_Task:_ Look through the records, and wherever the string "message" turns up, copy out that line.

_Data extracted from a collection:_
────────────────────
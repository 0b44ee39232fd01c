//! Error taxonomy for the ingestion pipeline.
//!
//! Two families of errors exist:
//!
//! - **Boundary errors** ([`IngestError`]) are resolved at the HTTP edge and
//!   never reach the queue. Each maps to a coarse machine-readable tag.
//! - **Worker errors** ([`ProcessError`], [`DeliveryError`]) carry an explicit
//!   [`Classification`] that the delivery consumer inspects exactly once to
//!   decide between dropping and redelivering a message.
//!
//! Port implementations (queue, store, enricher) return `anyhow::Error`; the
//! processor wraps those as transient.

use thiserror::Error;

/// Errors surfaced to the webhook boundary before anything is enqueued.
#[derive(Debug, Error)]
pub enum IngestError {
    /// Malformed or incomplete input. Never retried; a 4xx-equivalent.
    #[error("invalid payload: {0}")]
    InvalidPayload(String),

    /// Secret wrong or source unsupported. Never retried.
    #[error("unauthorized: {0}")]
    Unauthorized(String),

    /// Required configuration missing. Operator-actionable 5xx-equivalent.
    #[error("server misconfigured: {0}")]
    ServerMisconfigured(String),
}

impl IngestError {
    /// Machine-readable tag safe to expose in a response body.
    pub fn tag(&self) -> &'static str {
        match self {
            IngestError::InvalidPayload(_) => "invalid_payload",
            IngestError::Unauthorized(_) => "unauthorized",
            IngestError::ServerMisconfigured(_) => "server_misconfigured",
        }
    }
}

/// Whether a failed message may succeed if delivered again.
#[derive(Debug, Clone, Copy, PartialEq, Eq)]
pub enum Classification {
    /// Retrying can never help: drop the message.
    Permanent,
    /// A dependency failed: leave the message for redelivery.
    Transient,
}

/// Failures of [`InsightProcessor::process`](crate::process::InsightProcessor::process).
#[derive(Debug, Error)]
pub enum ProcessError {
    #[error("missing idempotency key")]
    MissingIdempotencyKey,

    #[error("invalid event: {0}")]
    InvalidEvent(String),

    #[error("store error: {0:#}")]
    Store(#[source] anyhow::Error),

    #[error("enrich error: {0:#}")]
    Enrich(#[source] anyhow::Error),

    /// The processing deadline elapsed before the pipeline finished.
    #[error("processing cancelled: {0}")]
    Cancelled(String),
}

impl ProcessError {
    /// Validation-shaped errors are permanent; everything else is transient.
    pub fn classification(&self) -> Classification {
        match self {
            ProcessError::MissingIdempotencyKey | ProcessError::InvalidEvent(_) => {
                Classification::Permanent
            }
            ProcessError::Store(_) | ProcessError::Enrich(_) | ProcessError::Cancelled(_) => {
                Classification::Transient
            }
        }
    }
}

/// Problems with a received queue message itself. Always permanent: the
/// same bytes will fail the same way on every redelivery.
#[derive(Debug, Error)]
pub enum DeliveryError {
    #[error("invalid message body: {0}")]
    InvalidBody(String),

    #[error("missing message attribute {0}")]
    MissingAttribute(&'static str),

    #[error("{attribute} mismatch: body={body:?} attr={attr:?}")]
    AttributeDrift {
        attribute: &'static str,
        body: String,
        attr: String,
    },

    #[error("idempotency_key mismatch: attr={attr:?} derived={derived:?}")]
    UnderivableKey { attr: String, derived: String },
}

impl DeliveryError {
    pub fn classification(&self) -> Classification {
        Classification::Permanent
    }
}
────────────────────
_Task response:_
//!   decide between dropping and redelivering a message.
/// Whether a failed message may succeed if delivered again.
    /// Retrying can never help: drop the message.
    /// A dependency failed: leave the message for redelivery.
/// Problems with a received queue message itself. Always permanent: the
    #[error("invalid message body: {0}")]
    #[error("missing message attribute {0}")]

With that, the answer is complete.